On a very positive note, overall delinquency rates in the retail book are down running 2.42% versus 2.97%. Additionally, early stage delinquencies are down on a linked quarter basis in every category. Most are down on a year-by-year basis including credit card, this is a repeated encouraging sign. I want to further comment that the commercial early-stage delinquencies are also down on every category. That coupled with 90-day (inaudible) loans down from $35 million to $21 million gets further equaling [ph] of stabilization.
Nonperforming loans including OREO rose $22 million from fourth quarter of last year to $123 million or 1.87% of loans. Driving the increase this quarter, we had several well-collateralized credits filed bankruptcy. We expect that these judicial proceedings will result in the sale of their various properties sufficient to repay our outstandings. This is supported by appraisals, letters of intent, and should occur over the next two trailing quarters.
In general, our NPAs have been charged down as appropriate or have reserves or are carried at book value if the collateral is sufficient to retire our outstandings supported by appraisals or valuations. The takeaway here is that we do not have high levels of loss content in these credits Over the next few quarters, we continue to expect NPAs and OREO balance to remain elevated reflecting the broader past economic stress, but we believe that inflows will slow over the course of 2010.
Our OREO book increased to 69 properties at quarter end versus 51 properties on a linked quarter basis.
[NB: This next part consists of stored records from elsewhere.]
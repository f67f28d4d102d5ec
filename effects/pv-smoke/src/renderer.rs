//! Smoke compositing
//!
//! Every particle is drawn as a soft 3x3 stamp: the center pixel is blended
//! towards a gray of the particle's brightness by `intensity / 10`, and each
//! of the eight neighbours by `intensity / 30`. Brightness fades linearly from
//! 255 at spawn to 0 at [`MAX_AGE`].
//!
//! Stamps are blended one after another in cache order, so where stamps
//! overlap the later particle dominates.

use log::debug;
use std::path::Path;

use crate::MAX_AGE;
use crate::canvas::Canvas;
use crate::particle::Particle;
use crate::store;

/// Offsets of the eight pixels surrounding a stamp's center
const NEIGHBOURS: [(i64, i64); 8] = [
    (-1, -1),
    (0, -1),
    (1, -1),
    (-1, 0),
    (1, 0),
    (-1, 1),
    (0, 1),
    (1, 1),
];

/// Gray level of a particle of the given age
///
/// `255 * (1 - age / MAX_AGE)`, truncated. Ages outside `0..=MAX_AGE` are
/// clamped, so a corrupt cache cannot produce out-of-range values.
pub fn brightness(age: f32) -> u8 {
    let faded = (age / MAX_AGE).clamp(0.0, 1.0);
    (255.0 * (1.0 - faded)) as u8
}

/// Counters describing one rendered frame
#[derive(Debug, Clone, Copy, Default, PartialEq, Eq)]
pub struct RenderReport {
    /// Particles available for drawing
    pub loaded: usize,
    /// Particles that were stamped onto the canvas
    pub stamped: usize,
    /// Particles skipped for lying outside the canvas
    pub skipped: usize,
}

/// Draws smoke particles onto a canvas
#[derive(Debug, Clone, Copy, PartialEq)]
pub struct Renderer {
    intensity: f64,
}

impl Renderer {
    /// Create a renderer with the given intensity multiplier
    ///
    /// An intensity of `10` replaces the center pixel outright.
    pub fn new(intensity: f64) -> Self {
        Self { intensity }
    }

    /// The intensity multiplier
    pub fn intensity(&self) -> f64 {
        self.intensity
    }

    /// Blend ratio for the center pixel of a stamp
    pub fn center_ratio(&self) -> f64 {
        self.intensity / 10.0
    }

    /// Blend ratio for the eight surrounding pixels of a stamp
    pub fn glow_ratio(&self) -> f64 {
        self.intensity / 30.0
    }

    /// Stamp every live particle in `particles` onto `canvas`
    pub fn render_particles<C: Canvas + ?Sized>(
        &self,
        canvas: &mut C,
        particles: &[Particle],
    ) -> RenderReport {
        let mut report = RenderReport {
            loaded: particles.len(),
            ..RenderReport::default()
        };

        for particle in particles.iter().filter(|p| p.alive) {
            if self.stamp(canvas, particle) {
                report.stamped += 1;
            } else {
                report.skipped += 1;
            }
        }
        report
    }

    /// Stamp the particles of the cache at `path` onto `canvas`
    ///
    /// An unreadable cache is logged and leaves the canvas untouched.
    pub fn render<C: Canvas + ?Sized>(&self, canvas: &mut C, path: impl AsRef<Path>) -> RenderReport {
        let particles = store::load(path);
        let report = self.render_particles(canvas, &particles);
        debug!(
            "Rendered {} of {} particles ({} off canvas)",
            report.stamped, report.loaded, report.skipped
        );
        report
    }

    fn stamp<C: Canvas + ?Sized>(&self, canvas: &mut C, particle: &Particle) -> bool {
        if !(particle.x.is_finite() && particle.y.is_finite()) {
            return false;
        }
        let x = particle.x as i64;
        let y = particle.y as i64;
        if !canvas.in_bounds(x, y) {
            return false;
        }

        let value = brightness(particle.age);
        let color = [value; 3];

        canvas.mix_pixel(x as u32, y as u32, color, self.center_ratio());
        for (dx, dy) in NEIGHBOURS {
            let (nx, ny) = (x + dx, y + dy);
            if canvas.in_bounds(nx, ny) {
                canvas.mix_pixel(nx as u32, ny as u32, color, self.glow_ratio());
            }
        }
        true
    }
}

/// Stamp the particles of the cache at `path` onto `canvas`
pub fn render<C: Canvas + ?Sized>(
    canvas: &mut C,
    path: impl AsRef<Path>,
    intensity: f64,
) -> RenderReport {
    Renderer::new(intensity).render(canvas, path)
}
It still remains modest to peers at roughly $11.2 million and we continued to clear properties at our expected values. On a positive note, the total homebuilder portfolio continued to reduce nearly 10% down to $69 million.
Finally, our criticized and classified asset buckets increased $80.7 million to $424 million this quarter, primarily in the first level of the classified asset bucket of special mention. As Paul has commented, we saw a number of C&I credits weaken over the trailing two quarters and we aggressively moved to improve our position, take additional collateral or provide increased scrutiny given the elevated risk in the intended risk rating change.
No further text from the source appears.